Fabrice,
je le connais depuis un bail, alors qu'il était vendeur dans un
magasin d'accessoires moto bien connu. Ce n'est pas un ami, car bien que
je l'apprécie beaucoup, on ne se connaît pas.
Je suis retombé
sur lui, sans lui faire mal, il y a environ deux ans, alors qu'il
gérait les essais de machines par les clients du concessionnaire
Honda King Moto à Marseille. J'y étais venu essayer la NC700X en
version DCT. Pour l'anecdote, il n'y avait finalement qu'une boîte
manuelle de dispo...
Et
puis arrive l'événement de la présentation aux concessionnaires
Honda de la new Africa Twin CRF 1000L en Espagne. D'un peu partout, des
infos sur les manifestations organisées pour accueillir cette
machine dans les concessions le 16 janvier 2016 sont
publiées.
J'appelle donc King Moto pour connaître et relayer les
infos sur ce qu'il y aura de prévu chez eux. C'est un certain
Fabrice qui gère, qui ira chercher la machine en Espagne; je ne lui
précise pas que j'y serai aussi, j'aime bien faire des surprises...
Plus
tard, alors que je traverse la réception de l'hôtel espagnol des
Honda boys, un gaillard est à l’accueil, avec un sweat arborant un
énorme King Moto dans le dos. Je me rapproche en lançant:
"Fabrice?"
Il se retourne... Fabrice, c'est
donc le gars que je connais déjà et dont j'avais oublié le
prénom.
Je me présente, on tchatche un peu, on sait que l'on se
reverra plus tard pendant notre séjour.
Et lors de la soirée au
bivouac, on se retrouve, on a un peu de temps pour discuter pendant
l'apéro. C'est lors de cette discussion qu'il me propose de réaliser
un essai de cette New Africa en disposant d'une machine pour une
journée complète!
Pas la peine de me mettre un couteau sur la
gorge pour que j'accepte: il m'a fait une offre que je ne pouvais pas
refuser!
De quoi avoir un sourire béat et les yeux qui pétillent
pour le reste de la soirée!
Grâce
à Fabrice et King Moto, j'ai donc pu réaliser cet essai le 17
février dernier.
Dès que j'ai su que j'allais pouvoir le faire,
j'ai eu envie d'en avoir de belles images... j'en avais donc déjà
parlé à Sylvain, un collègue de Fanny Production, pour lui
demander si je pourrais emprunter à la boîte des caméras Gopro
hero4 sur la journée.
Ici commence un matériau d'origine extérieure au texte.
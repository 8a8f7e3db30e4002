//! Playoff Fantasy Football Library
//!
//! Lineup validation and scoring for an NFL playoff fantasy competition.
//! Each manager picks five players (QB, RB, WR, TE, FLEX) per playoff round;
//! a player used in one round is burned for every later round, and each round
//! restricts how many players may come from the same NFL team.
//!
//! ## Features
//!
//! - **Lineup Validation**: Positions, burn rule and per-round team distribution
//! - **Week Locking**: Manual locks and submission deadlines
//! - **Scoring**: Fixed point schedule over raw provider stats
//! - **Stat Providers**: Sleeper and ESPN, fetched concurrently with timeouts
//! - **Database Storage**: Teams, players, managers, lineups and scores in SQLite
//!
//! ## Quick Start
//!
//! ```rust
//! use playoff_ffl::scoring::{calculate_score, RawPlayerStats};
//!
//! let stats = RawPlayerStats::new()
//!     .with("pass_yd", 325.0)
//!     .with("pass_td", 2.0)
//!     .with("pass_int", 1.0);
//! assert_eq!(calculate_score(&stats), 21.0);
//! ```
//!
//! ## Environment Configuration
//!
//! ```bash
//! export PLAYOFF_FFL_DB=~/league.db
//! export PLAYOFF_FFL_SEASON=2025
//! ```

pub mod cli;
pub mod commands;
pub mod core;
pub mod error;
pub mod lineup;
pub mod models;
pub mod scoring;
pub mod standings;
pub mod stats;
pub mod storage;
pub mod week;

// Re-export commonly used types
pub use cli::types::{ManagerId, PlayerId, Position, Season, Slot, TeamId, WeekNumber};
pub use error::{FflError, Result};

pub const DB_PATH_ENV_VAR: &str = "PLAYOFF_FFL_DB";
pub const SEASON_ENV_VAR: &str = "PLAYOFF_FFL_SEASON";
Pas de soucis, et si possible, il viendra même
avec le drone!
J'en parle à Jean-Ba, photographe pro, et lui, il
pourra venir avec ses boîtiers!
La veille de l'essai, en passant
chez Fanny pour récupérer 2 caméras, j'apprends que Jérémy
viendra aussi: il aura une caméra haute vitesse (240 images par
seconde), largement suffisante pour avoir de beaux ralentis...
Dediou!
Un
photographe, deux hero4, ma hero2, un drone et une caméra Sony
FS700...
Ça s'annonce bien tout ça!
Le
jour J, peu avant 8H30, j'arrive chez King Moto, Fabrice me suis de
près...
On fait les papiers, je fixe ma sacoche de selle
contenant les Gopro et leurs accessoires, puis je traverse Marseille
pour rejoindre Gémenos.
En ville, cette boîte DCT est terrible
dans les embouteillages. Tout l'avantage est d'avoir en permanence
une bonne prise de la main gauche sur le guidon, le ou les doigts
servant à commander l'embrayage n'étant plus réquisitionnés pour
cette manœuvre.
Un truc pénible, tout de même: quand avec une
boîte manuelle on peut embrayer en seconde en freinant pour laisser
la priorité aux abords d'un giratoire, puis s'y engager en jouant de
l'embrayage. Avec cette boîte DCT, si la vitesse de déplacement
descend trop bas, la moto a tendance à passer en première,
générant un à-coup à la remise des gaz...
Accélérations,
freinages, remontées des files de voiture, plus l'équilibre de la
CRF, font que le déplacement urbain s'aborde facilement, bien aidé
par la souplesse du moteur, qui reprend bas dans les tours sans
(trop) cogner, puisque si besoin ça rétrograde...
J'ai lu sur
les forums que beaucoup se plaignent de la position des boutons de
commande sur les commodos... franchement, une fois que l'on a intégré
que celui des clignotants est 5,42mm plus bas que sur d'autres motos,
je ne vois pas où est le problème...
Il y en a aussi un qui se
plaint de ne pas pouvoir sélectionner un mode d'affichage sur le
tableau de bord de l'horloge sur 24h plutôt qu'uniquement sur 12, et
c'est vrai que du coup, cela me fait vraiment hésiter à acheter
cette première version. Je crois que je vais plutôt patiemment
attendre que ce soucis soit réglé par Honda pour envisager la
signature d'un bon de commande, et pouvoir regarder le tableau de
bord sans être décontenancé de n'y pas voir mon radio réveil. Il
est vrai que lorsque l'on lit "2:35", il est difficile de
savoir si c'est la nuit ou l'après-midi, ce qui est d'autant plus vrai que l'on se rapproche
du cercle polaire...
Bon d'accord, il ne s'est pas vraiment
plaint, il se posait simplement la question de comment le faire...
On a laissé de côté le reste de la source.